As divergências entre a Vale e o governo em relação ao cálculo do tributo se arrastam há duas décadas e teriam sido a gota d’água para que o governo acelerasse a troca de comando na Vale.
No dia 14 de março, Roger Agnelli enviou à presidente Dilma Rousseff uma carta de três páginas — a que EXAME teve acesso — em que contestava a dívida e reclamava que, em 2010, a Vale recolheu 12,4 bilhões de reais em impostos, “em níveis muito superiores a seus concorrentes [internacionais], proporcionalmente a suas receitas”.
No texto, Agnelli também sugeria a contratação de uma auditoria para analisar os valores arbitrados. “A presidente ficou furiosa com a carta”, diz um assessor do Planalto.
Ferreira terá, ainda, de enfrentar as inevitáveis comparações com seu antecessor, Roger Agnelli, o executivo que tornou a ex-estatal modorrenta na segunda maior mineradora do mundo. Para o bem e para o mal, até agora Ferreira vem sido definido como a antítese de seu antecessor.
Carismático e mercurial, Agnelli é conhecido pela habilidade em forjar inimizades na mesma proporção em que é capaz de produzir admiradores. Pessoas que já trabalharam com Ferreira o descrevem como um executivo discreto, reservado, de comportamento grupal. Ao ser informado do nome de seu sucessor, Agnelli teria lamentado a escolha.
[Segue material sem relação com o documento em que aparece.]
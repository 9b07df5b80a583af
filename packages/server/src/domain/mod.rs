//! ドメイン層
//!
//! ライブフィードの接続・データフィード状態・送信イベントを表すモデルと、
//! UseCase 層が依存するポート（trait）を定義します。
//! 具体的な実装は Infrastructure 層が提供します（依存性の逆転）。

pub mod batch;
pub mod config;
pub mod entity;
pub mod error;
pub mod message_pusher;
pub mod repository;
pub mod scheduler;
pub mod value_object;

pub use batch::{generate_batch, next_data_delay};
pub use config::FeedConfig;
pub use entity::{Connection, DataFeedState, FeedEvent};
pub use error::{ConfigError, MessagePushError, RepositoryError, ValueObjectError};
pub use message_pusher::{MessagePusher, PusherChannel};
pub use repository::ConnectionRepository;
pub use scheduler::FeedScheduler;
pub use value_object::{ClientId, ClientIdFactory, DataBatch};
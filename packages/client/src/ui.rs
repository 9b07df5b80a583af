//! UI utilities for the client.

use std::io::Write;

/// Prompt shown by the interactive reader
pub const PROMPT: &str = "> ";

/// Redisplay the prompt after printing a message
pub fn redisplay_prompt() {
    print!("{}", PROMPT);
    std::io::stdout().flush().ok();
}
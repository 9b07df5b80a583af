//! インメモリの ConnectionRepository 実装
//!
//! プロセス再起動で失われる。永続化はしない。

use std::collections::HashMap;

use async_trait::async_trait;
use tokio::sync::Mutex;

use crate::domain::{ClientId, Connection, ConnectionRepository, RepositoryError};

/// 接続状態を HashMap で保持する Repository
#[derive(Debug, Default)]
pub struct InMemoryConnectionRepository {
    connections: Mutex<HashMap<ClientId, Connection>>,
}

impl InMemoryConnectionRepository {
    pub fn new() -> Self {
        Self::default()
    }
}

#[async_trait]
impl ConnectionRepository for InMemoryConnectionRepository {
    async fn add_connection(&self, connection: Connection) -> Result<(), RepositoryError> {
        let mut connections = self.connections.lock().await;
        if connections.contains_key(&connection.client_id) {
            return Err(RepositoryError::DuplicateConnection(
                connection.client_id.value(),
            ));
        }
        tracing::debug!("Connection {} added to repository", connection.client_id);
        connections.insert(connection.client_id, connection);
        Ok(())
    }

    async fn remove_connection(&self, client_id: &ClientId) -> Result<Connection, RepositoryError> {
        let mut connections = self.connections.lock().await;
        let removed = connections
            .remove(client_id)
            .ok_or(RepositoryError::ConnectionNotFound(client_id.value()))?;
        tracing::debug!("Connection {} removed from repository", client_id);
        Ok(removed)
    }

    async fn get_connection(&self, client_id: &ClientId) -> Result<Connection, RepositoryError> {
        let connections = self.connections.lock().await;
        connections
            .get(client_id)
            .cloned()
            .ok_or(RepositoryError::ConnectionNotFound(client_id.value()))
    }

    async fn save_connection(&self, connection: Connection) -> Result<(), RepositoryError> {
        let mut connections = self.connections.lock().await;
        match connections.get_mut(&connection.client_id) {
            Some(slot) => {
                *slot = connection;
                Ok(())
            }
            None => Err(RepositoryError::ConnectionNotFound(
                connection.client_id.value(),
            )),
        }
    }

    async fn get_connections(&self) -> Vec<Connection> {
        let connections = self.connections.lock().await;
        let mut list: Vec<Connection> = connections.values().cloned().collect();
        list.sort_by_key(|c| c.client_id);
        list
    }

    async fn count_connections(&self) -> usize {
        self.connections.lock().await.len()
    }
}

#[cfg(test)]
mod tests {
    use super::*;
    use chrono::Utc;

    fn connection(id: u64) -> Connection {
        Connection::new(ClientId::new(id).unwrap(), Utc::now())
    }

    #[tokio::test]
    async fn test_add_and_get_connection() {
        // テスト項目: 追加した接続を取得できる
        // given (前提条件):
        let repository = InMemoryConnectionRepository::new();

        // when (操作):
        repository.add_connection(connection(1)).await.unwrap();
        let result = repository.get_connection(&ClientId::new(1).unwrap()).await;

        // then (期待する結果):
        assert_eq!(result.unwrap().client_id.value(), 1);
        assert_eq!(repository.count_connections().await, 1);
    }

    #[tokio::test]
    async fn test_add_duplicate_connection_fails() {
        // テスト項目: 同じ ClientId の接続を二重に追加するとエラー
        // given (前提条件):
        let repository = InMemoryConnectionRepository::new();
        repository.add_connection(connection(1)).await.unwrap();

        // when (操作):
        let result = repository.add_connection(connection(1)).await;

        // then (期待する結果):
        assert_eq!(result, Err(RepositoryError::DuplicateConnection(1)));
    }

    #[tokio::test]
    async fn test_save_connection_updates_feed_state() {
        // テスト項目: save_connection で状態が上書きされる
        // given (前提条件):
        let repository = InMemoryConnectionRepository::new();
        let mut conn = connection(2);
        repository.add_connection(conn.clone()).await.unwrap();

        // when (操作):
        conn.start_feed();
        repository.save_connection(conn.clone()).await.unwrap();

        // then (期待する結果):
        let stored = repository.get_connection(&conn.client_id).await.unwrap();
        assert_eq!(stored, conn);
    }

    #[tokio::test]
    async fn test_save_unknown_connection_fails() {
        // テスト項目: 存在しない接続の保存はエラー
        // given (前提条件):
        let repository = InMemoryConnectionRepository::new();

        // when (操作):
        let result = repository.save_connection(connection(9)).await;

        // then (期待する結果):
        assert_eq!(result, Err(RepositoryError::ConnectionNotFound(9)));
    }

    #[tokio::test]
    async fn test_remove_connection() {
        // テスト項目: 削除した接続は取得できなくなり、二重削除はエラー
        // given (前提条件):
        let repository = InMemoryConnectionRepository::new();
        repository.add_connection(connection(3)).await.unwrap();
        let id = ClientId::new(3).unwrap();

        // when (操作):
        let removed = repository.remove_connection(&id).await;
        let again = repository.remove_connection(&id).await;

        // then (期待する結果):
        assert!(removed.is_ok());
        assert_eq!(again, Err(RepositoryError::ConnectionNotFound(3)));
        assert_eq!(repository.count_connections().await, 0);
    }

    #[tokio::test]
    async fn test_get_connections_sorted_by_client_id() {
        // テスト項目: 接続一覧は ClientId 順に並ぶ
        // given (前提条件):
        let repository = InMemoryConnectionRepository::new();
        for id in [3, 1, 2] {
            repository.add_connection(connection(id)).await.unwrap();
        }

        // when (操作):
        let list = repository.get_connections().await;

        // then (期待する結果):
        let ids: Vec<u64> = list.iter().map(|c| c.client_id.value()).collect();
        assert_eq!(ids, vec![1, 2, 3]);
    }
}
Mas isso agora importa pouco. Murilo Ferreira será julgado pelo conselho, pelo governo, pela imprensa, por seus subordinados. Mas, enquanto a Vale for uma empresa privada, nenhum julgamento será tão importante e tão decisivo quanto aquele emitido pelos mais de 4 milhões de acionistas da companhia. E, no final das contas, ele dependerá essencialmente da capacidade do novo presidente de entregar resultados.